# [Work to be completed]
Work through the records below and tally every line containing "edges". Reply with the total alone.

____ Input material

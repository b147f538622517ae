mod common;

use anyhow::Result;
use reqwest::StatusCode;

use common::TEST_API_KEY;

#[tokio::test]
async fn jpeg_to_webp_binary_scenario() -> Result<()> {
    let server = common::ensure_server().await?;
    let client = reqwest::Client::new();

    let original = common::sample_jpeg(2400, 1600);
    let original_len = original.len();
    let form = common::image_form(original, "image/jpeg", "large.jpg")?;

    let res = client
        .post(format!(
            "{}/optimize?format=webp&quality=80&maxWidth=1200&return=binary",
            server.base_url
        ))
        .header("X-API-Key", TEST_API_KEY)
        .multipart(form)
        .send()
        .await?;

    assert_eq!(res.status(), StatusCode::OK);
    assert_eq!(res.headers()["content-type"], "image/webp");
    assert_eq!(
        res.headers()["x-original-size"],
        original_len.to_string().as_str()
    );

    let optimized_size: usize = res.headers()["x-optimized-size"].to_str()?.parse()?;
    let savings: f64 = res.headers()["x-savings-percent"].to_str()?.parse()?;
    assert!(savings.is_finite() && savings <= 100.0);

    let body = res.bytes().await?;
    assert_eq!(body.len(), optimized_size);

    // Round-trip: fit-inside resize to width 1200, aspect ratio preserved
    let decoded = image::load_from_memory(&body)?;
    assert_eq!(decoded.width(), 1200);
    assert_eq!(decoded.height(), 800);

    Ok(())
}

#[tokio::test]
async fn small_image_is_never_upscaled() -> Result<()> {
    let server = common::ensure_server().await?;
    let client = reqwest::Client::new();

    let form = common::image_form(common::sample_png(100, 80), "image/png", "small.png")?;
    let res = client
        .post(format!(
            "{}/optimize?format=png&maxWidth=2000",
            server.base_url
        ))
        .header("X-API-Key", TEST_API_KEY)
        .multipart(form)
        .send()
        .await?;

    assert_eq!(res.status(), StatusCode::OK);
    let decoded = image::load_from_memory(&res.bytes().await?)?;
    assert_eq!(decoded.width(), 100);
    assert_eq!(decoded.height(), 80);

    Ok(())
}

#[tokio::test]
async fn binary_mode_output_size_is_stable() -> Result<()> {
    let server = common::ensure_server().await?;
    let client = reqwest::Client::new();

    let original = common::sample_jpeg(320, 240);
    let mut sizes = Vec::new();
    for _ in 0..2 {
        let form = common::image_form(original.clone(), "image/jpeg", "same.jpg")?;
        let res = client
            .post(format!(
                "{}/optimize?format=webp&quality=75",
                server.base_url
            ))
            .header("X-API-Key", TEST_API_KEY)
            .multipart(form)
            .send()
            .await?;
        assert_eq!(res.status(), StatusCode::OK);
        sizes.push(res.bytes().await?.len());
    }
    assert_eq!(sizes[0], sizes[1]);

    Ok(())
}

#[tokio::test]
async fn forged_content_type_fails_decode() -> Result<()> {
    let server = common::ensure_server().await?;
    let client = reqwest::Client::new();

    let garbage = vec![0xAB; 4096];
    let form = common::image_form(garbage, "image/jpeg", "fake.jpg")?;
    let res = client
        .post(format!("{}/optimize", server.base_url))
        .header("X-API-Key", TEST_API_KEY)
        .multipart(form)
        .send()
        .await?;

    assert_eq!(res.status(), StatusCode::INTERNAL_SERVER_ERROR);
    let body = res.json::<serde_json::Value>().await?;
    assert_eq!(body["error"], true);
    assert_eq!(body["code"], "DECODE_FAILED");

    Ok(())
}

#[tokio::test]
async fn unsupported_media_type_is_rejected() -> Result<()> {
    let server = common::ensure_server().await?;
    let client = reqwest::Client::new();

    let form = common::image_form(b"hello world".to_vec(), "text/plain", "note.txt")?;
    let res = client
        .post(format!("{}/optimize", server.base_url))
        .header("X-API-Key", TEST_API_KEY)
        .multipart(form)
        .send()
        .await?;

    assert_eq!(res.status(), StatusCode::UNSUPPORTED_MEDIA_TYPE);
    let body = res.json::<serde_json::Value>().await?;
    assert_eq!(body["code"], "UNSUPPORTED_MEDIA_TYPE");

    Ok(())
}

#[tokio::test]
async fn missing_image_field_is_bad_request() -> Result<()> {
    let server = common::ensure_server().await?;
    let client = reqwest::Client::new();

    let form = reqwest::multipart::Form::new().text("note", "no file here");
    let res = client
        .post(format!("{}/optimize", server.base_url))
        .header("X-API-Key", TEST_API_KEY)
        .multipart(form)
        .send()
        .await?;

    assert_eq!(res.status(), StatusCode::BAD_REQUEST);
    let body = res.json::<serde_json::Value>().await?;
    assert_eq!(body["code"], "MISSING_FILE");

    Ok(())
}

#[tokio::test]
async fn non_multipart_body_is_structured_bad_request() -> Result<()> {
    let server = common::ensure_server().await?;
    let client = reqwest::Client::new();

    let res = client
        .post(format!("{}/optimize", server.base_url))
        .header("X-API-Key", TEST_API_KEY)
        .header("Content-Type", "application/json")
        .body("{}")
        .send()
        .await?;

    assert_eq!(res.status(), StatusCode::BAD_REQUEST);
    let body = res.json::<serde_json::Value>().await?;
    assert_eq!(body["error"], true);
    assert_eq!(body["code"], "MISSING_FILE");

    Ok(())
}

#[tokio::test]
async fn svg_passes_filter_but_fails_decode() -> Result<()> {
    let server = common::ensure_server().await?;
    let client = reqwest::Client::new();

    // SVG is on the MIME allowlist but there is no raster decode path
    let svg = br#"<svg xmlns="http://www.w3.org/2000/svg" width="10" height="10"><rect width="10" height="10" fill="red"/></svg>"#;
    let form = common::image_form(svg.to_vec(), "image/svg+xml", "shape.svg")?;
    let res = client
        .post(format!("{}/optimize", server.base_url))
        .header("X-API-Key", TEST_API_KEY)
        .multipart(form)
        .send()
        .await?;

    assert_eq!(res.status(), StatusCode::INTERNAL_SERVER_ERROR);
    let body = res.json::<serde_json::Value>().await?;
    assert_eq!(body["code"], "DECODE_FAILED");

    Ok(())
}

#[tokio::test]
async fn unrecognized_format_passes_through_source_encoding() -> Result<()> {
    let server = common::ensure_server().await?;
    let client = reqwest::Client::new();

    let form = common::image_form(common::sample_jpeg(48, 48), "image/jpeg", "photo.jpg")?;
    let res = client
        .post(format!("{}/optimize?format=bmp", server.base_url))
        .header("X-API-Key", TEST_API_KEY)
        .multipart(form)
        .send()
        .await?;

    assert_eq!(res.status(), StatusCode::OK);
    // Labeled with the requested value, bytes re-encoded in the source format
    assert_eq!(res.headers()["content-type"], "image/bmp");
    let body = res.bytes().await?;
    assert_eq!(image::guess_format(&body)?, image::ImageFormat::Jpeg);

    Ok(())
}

________
____ Input material

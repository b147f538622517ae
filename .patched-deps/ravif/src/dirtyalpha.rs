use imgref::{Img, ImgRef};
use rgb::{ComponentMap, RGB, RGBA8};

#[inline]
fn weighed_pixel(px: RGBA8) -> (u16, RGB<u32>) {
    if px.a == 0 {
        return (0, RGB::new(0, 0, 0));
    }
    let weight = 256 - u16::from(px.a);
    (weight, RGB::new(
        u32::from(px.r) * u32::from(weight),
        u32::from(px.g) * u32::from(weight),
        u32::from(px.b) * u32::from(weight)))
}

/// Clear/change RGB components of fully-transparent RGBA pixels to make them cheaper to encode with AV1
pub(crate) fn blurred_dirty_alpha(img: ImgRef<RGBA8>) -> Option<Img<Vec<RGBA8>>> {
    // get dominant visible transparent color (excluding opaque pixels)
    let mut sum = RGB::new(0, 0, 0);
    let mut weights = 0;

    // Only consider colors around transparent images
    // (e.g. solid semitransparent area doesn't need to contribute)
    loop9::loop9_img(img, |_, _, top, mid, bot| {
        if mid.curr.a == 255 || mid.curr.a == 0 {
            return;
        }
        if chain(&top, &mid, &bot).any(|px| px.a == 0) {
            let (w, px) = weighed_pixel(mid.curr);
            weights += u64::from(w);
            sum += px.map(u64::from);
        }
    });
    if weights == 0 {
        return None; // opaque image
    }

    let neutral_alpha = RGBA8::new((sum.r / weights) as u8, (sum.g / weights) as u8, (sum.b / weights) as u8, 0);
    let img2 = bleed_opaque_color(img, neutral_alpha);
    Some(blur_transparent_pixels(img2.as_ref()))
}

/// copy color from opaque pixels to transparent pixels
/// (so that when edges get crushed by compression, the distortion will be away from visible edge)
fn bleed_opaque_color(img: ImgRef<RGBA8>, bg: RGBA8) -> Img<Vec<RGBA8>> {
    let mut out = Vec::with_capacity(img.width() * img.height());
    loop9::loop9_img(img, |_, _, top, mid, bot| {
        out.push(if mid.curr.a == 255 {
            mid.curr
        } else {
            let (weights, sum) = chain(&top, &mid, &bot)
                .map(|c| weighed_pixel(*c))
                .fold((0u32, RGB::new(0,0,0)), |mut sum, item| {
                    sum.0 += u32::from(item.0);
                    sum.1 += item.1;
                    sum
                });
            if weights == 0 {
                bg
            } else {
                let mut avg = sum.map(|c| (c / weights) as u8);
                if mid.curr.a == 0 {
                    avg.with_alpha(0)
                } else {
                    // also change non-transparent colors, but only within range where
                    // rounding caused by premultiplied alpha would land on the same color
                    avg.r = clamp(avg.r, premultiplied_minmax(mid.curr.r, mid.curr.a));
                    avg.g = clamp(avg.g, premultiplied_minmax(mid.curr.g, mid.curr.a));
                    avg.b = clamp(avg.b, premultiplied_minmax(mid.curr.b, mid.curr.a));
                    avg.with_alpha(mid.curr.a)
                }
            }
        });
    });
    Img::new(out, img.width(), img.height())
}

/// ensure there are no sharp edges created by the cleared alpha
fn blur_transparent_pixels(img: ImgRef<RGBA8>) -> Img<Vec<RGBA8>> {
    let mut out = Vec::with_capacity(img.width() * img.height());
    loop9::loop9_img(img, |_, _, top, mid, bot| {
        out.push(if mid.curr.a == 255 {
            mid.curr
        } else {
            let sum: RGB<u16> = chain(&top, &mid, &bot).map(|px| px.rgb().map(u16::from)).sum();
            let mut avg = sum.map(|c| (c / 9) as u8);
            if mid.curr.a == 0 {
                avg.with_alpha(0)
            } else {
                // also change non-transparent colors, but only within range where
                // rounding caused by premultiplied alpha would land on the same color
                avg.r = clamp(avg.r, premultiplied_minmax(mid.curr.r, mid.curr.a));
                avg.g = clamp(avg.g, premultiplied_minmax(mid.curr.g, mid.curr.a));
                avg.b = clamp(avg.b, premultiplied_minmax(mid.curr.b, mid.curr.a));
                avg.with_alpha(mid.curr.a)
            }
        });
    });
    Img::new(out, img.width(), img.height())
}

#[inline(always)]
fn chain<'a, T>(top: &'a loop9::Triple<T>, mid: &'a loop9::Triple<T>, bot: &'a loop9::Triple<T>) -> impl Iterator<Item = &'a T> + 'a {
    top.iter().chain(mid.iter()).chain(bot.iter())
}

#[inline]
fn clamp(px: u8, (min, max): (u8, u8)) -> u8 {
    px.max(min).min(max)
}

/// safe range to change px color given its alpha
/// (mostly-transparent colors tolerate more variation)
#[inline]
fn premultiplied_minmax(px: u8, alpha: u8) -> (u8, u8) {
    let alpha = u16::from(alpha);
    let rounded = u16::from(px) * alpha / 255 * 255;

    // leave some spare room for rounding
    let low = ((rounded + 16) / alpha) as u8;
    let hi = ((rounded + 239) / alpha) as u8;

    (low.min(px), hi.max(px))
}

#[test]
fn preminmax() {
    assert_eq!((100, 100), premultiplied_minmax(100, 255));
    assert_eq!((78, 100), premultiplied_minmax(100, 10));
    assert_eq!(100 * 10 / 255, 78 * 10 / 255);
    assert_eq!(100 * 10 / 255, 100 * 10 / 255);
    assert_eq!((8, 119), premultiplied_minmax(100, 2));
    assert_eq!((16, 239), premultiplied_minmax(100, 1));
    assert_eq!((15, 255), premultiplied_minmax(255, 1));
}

________

# [Task answer]
2